--- START ---

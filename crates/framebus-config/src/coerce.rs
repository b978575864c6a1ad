//! Type hints and best-effort coercion of incoming values.

use std::fmt;

use serde_json::{Number, Value};

/// Declared type of an attribute.
#[derive(Debug, Clone, PartialEq, Eq, Default)]
pub enum TypeHint {
    /// No conversion.
    #[default]
    Any,
    Str,
    Int,
    Float,
    Bool,
    /// A list whose elements are coerced with the inner hint.
    List(Box<TypeHint>),
}

impl TypeHint {
    pub fn list(inner: TypeHint) -> Self {
        TypeHint::List(Box::new(inner))
    }

    /// Convert `value` to this hint.
    ///
    /// Null stays null so defaults can still apply. A failed conversion
    /// returns the raw value; the `value` validator reports on it later.
    pub fn coerce(&self, value: Value) -> Value {
        if value.is_null() {
            return value;
        }
        match self {
            TypeHint::Any => value,
            TypeHint::List(inner) => match value {
                Value::Array(items) => {
                    Value::Array(items.into_iter().map(|item| inner.coerce(item)).collect())
                }
                single => Value::Array(vec![inner.coerce(single)]),
            },
            scalar => scalar.convert(&value).unwrap_or(value),
        }
    }

    fn convert(&self, value: &Value) -> Option<Value> {
        match self {
            TypeHint::Str => match value {
                Value::String(_) => Some(value.clone()),
                Value::Number(number) => Some(Value::String(number.to_string())),
                Value::Bool(flag) => Some(Value::String(flag.to_string())),
                Value::Array(_) | Value::Object(_) => Some(Value::String(value.to_string())),
                Value::Null => None,
            },
            TypeHint::Int => to_int(value).map(Value::from),
            TypeHint::Float => to_float(value)
                .and_then(Number::from_f64)
                .map(Value::Number),
            TypeHint::Bool => to_bool(value).map(Value::Bool),
            TypeHint::Any | TypeHint::List(_) => Some(value.clone()),
        }
    }
}

fn to_int(value: &Value) -> Option<i64> {
    match value {
        // Floats truncate toward zero.
        Value::Number(number) => number.as_i64().or_else(|| {
            number
                .as_f64()
                .map(f64::trunc)
                .filter(|n| n.abs() < i64::MAX as f64)
                .map(|n| n as i64)
        }),
        Value::String(text) => text.trim().parse().ok(),
        Value::Bool(flag) => Some(i64::from(*flag)),
        _ => None,
    }
}

fn to_float(value: &Value) -> Option<f64> {
    match value {
        Value::Number(number) => number.as_f64(),
        Value::String(text) => text.trim().parse().ok(),
        _ => None,
    }
}

fn to_bool(value: &Value) -> Option<bool> {
    match value {
        Value::Bool(flag) => Some(*flag),
        Value::Number(number) => match number.as_i64() {
            Some(0) => Some(false),
            Some(1) => Some(true),
            _ => None,
        },
        Value::String(text) => match text.trim().to_ascii_lowercase().as_str() {
            "true" | "1" | "yes" | "on" => Some(true),
            "false" | "0" | "no" | "off" => Some(false),
            _ => None,
        },
        _ => None,
    }
}

impl fmt::Display for TypeHint {
    fn fmt(&self, f: &mut fmt::Formatter<'_>) -> fmt::Result {
        match self {
            TypeHint::Any => f.write_str("any"),
            TypeHint::Str => f.write_str("str"),
            TypeHint::Int => f.write_str("int"),
            TypeHint::Float => f.write_str("float"),
            TypeHint::Bool => f.write_str("bool"),
            TypeHint::List(inner) => write!(f, "list[{inner}]"),
        }
    }
}
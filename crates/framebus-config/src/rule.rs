use std::fmt;
use std::sync::Arc;

use serde_json::{Map, Value};

use crate::error::{ConfigError, Result};

/// Name key of a rule record.
pub const PARAMETER_KEY: &str = "parameter";

/// Error a callable rule value may return.
pub type CallableError = Box<dyn std::error::Error + Send + Sync + 'static>;

type CallableFn = dyn Fn(&[&str]) -> std::result::Result<Value, CallableError> + Send + Sync;

/// A function-valued rule argument.
///
/// Its result replaces the argument when the rule is applied. Only arities
/// zero and one (the attribute name) can be invoked.
#[derive(Clone)]
pub struct Callable {
    arity: usize,
    func: Arc<CallableFn>,
}

impl Callable {
    pub fn nullary<F>(func: F) -> Self
    where
        F: Fn() -> std::result::Result<Value, CallableError> + Send + Sync + 'static,
    {
        Self {
            arity: 0,
            func: Arc::new(move |_| func()),
        }
    }

    /// A callable receiving the attribute name.
    pub fn unary<F>(func: F) -> Self
    where
        F: Fn(&str) -> std::result::Result<Value, CallableError> + Send + Sync + 'static,
    {
        Self {
            arity: 1,
            func: Arc::new(move |args| func(args.first().copied().unwrap_or_default())),
        }
    }

    /// A callable of any declared arity; arities above one fail when applied.
    pub fn with_arity<F>(arity: usize, func: F) -> Self
    where
        F: Fn(&[&str]) -> std::result::Result<Value, CallableError> + Send + Sync + 'static,
    {
        Self {
            arity,
            func: Arc::new(func),
        }
    }

    pub fn arity(&self) -> usize {
        self.arity
    }

    fn invoke(&self, attribute: &str) -> Result<Value> {
        let outcome = match self.arity {
            0 => (self.func)(&[]),
            1 => (self.func)(&[attribute]),
            arity => {
                return Err(ConfigError::CallableArity {
                    attribute: attribute.to_string(),
                    arity,
                })
            }
        };
        outcome.map_err(|source| ConfigError::Callable {
            attribute: attribute.to_string(),
            source,
        })
    }
}

impl fmt::Debug for Callable {
    fn fmt(&self, f: &mut fmt::Formatter<'_>) -> fmt::Result {
        f.debug_struct("Callable").field("arity", &self.arity).finish()
    }
}

/// Argument of one validator key in a rule.
#[derive(Debug, Clone)]
pub enum RuleArg {
    Value(Value),
    Callable(Callable),
}

impl RuleArg {
    /// The concrete value, invoking a callable for `attribute`.
    pub fn resolve(&self, attribute: &str) -> Result<Value> {
        match self {
            RuleArg::Value(value) => Ok(value.clone()),
            RuleArg::Callable(callable) => callable.invoke(attribute),
        }
    }
}

impl From<Value> for RuleArg {
    fn from(value: Value) -> Self {
        RuleArg::Value(value)
    }
}

impl From<Callable> for RuleArg {
    fn from(callable: Callable) -> Self {
        RuleArg::Callable(callable)
    }
}

macro_rules! rule_arg_from {
    ($($ty:ty),*) => {
        $(impl From<$ty> for RuleArg {
            fn from(value: $ty) -> Self {
                RuleArg::Value(Value::from(value))
            }
        })*
    };
}

rule_arg_from!(bool, i32, i64, u32, u64, f64, &str, String);

/// One rule record: a parameter name and its validator entries in
/// declaration order.
#[derive(Debug, Clone)]
pub struct Rule {
    parameter: String,
    entries: Vec<(String, RuleArg)>,
}

impl Rule {
    /// Start a rule for `parameter`; `-` and `_` are interchangeable.
    pub fn new(parameter: impl Into<String>) -> Self {
        Self {
            parameter: parameter.into(),
            entries: Vec::new(),
        }
    }

    /// Add an entry under any validator key, including aliases.
    pub fn with(mut self, key: impl Into<String>, arg: impl Into<RuleArg>) -> Self {
        self.entries.push((key.into(), arg.into()));
        self
    }

    pub fn default_value(self, arg: impl Into<RuleArg>) -> Self {
        self.with("default", arg)
    }

    pub fn required(self, flag: impl Into<RuleArg>) -> Self {
        self.with("required", flag)
    }

    pub fn value(self, arg: impl Into<RuleArg>) -> Self {
        self.with("value", arg)
    }

    /// Parse a `{"parameter": <name>, <key>: <arg>, ...}` record.
    pub fn from_value(record: &Value) -> Result<Self> {
        let map: &Map<String, Value> = record
            .as_object()
            .ok_or_else(|| ConfigError::InvalidRule(format!("expected an object, got {record}")))?;
        let parameter = map
            .get(PARAMETER_KEY)
            .and_then(Value::as_str)
            .ok_or_else(|| ConfigError::InvalidRule("missing string 'parameter'".to_string()))?;

        let mut rule = Rule::new(parameter);
        for (key, value) in map {
            if key != PARAMETER_KEY {
                rule = rule.with(key.clone(), value.clone());
            }
        }
        Ok(rule)
    }

    /// The declared parameter name.
    pub fn parameter(&self) -> &str {
        &self.parameter
    }

    /// The attribute name this rule applies to.
    pub fn attribute(&self) -> String {
        normalize(&self.parameter)
    }

    pub fn entries(&self) -> &[(String, RuleArg)] {
        &self.entries
    }
}

/// Bag and rule names use `-` where attributes use `_`.
pub fn normalize(name: &str) -> String {
    name.replace('-', "_")
}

--- END ---

Required action: Wherever a line of the data holds "move", copy that line.

Answer section:
            func: Arc::new(move |_| func()),
            func: Arc::new(move |args| func(args.first().copied().unwrap_or_default())),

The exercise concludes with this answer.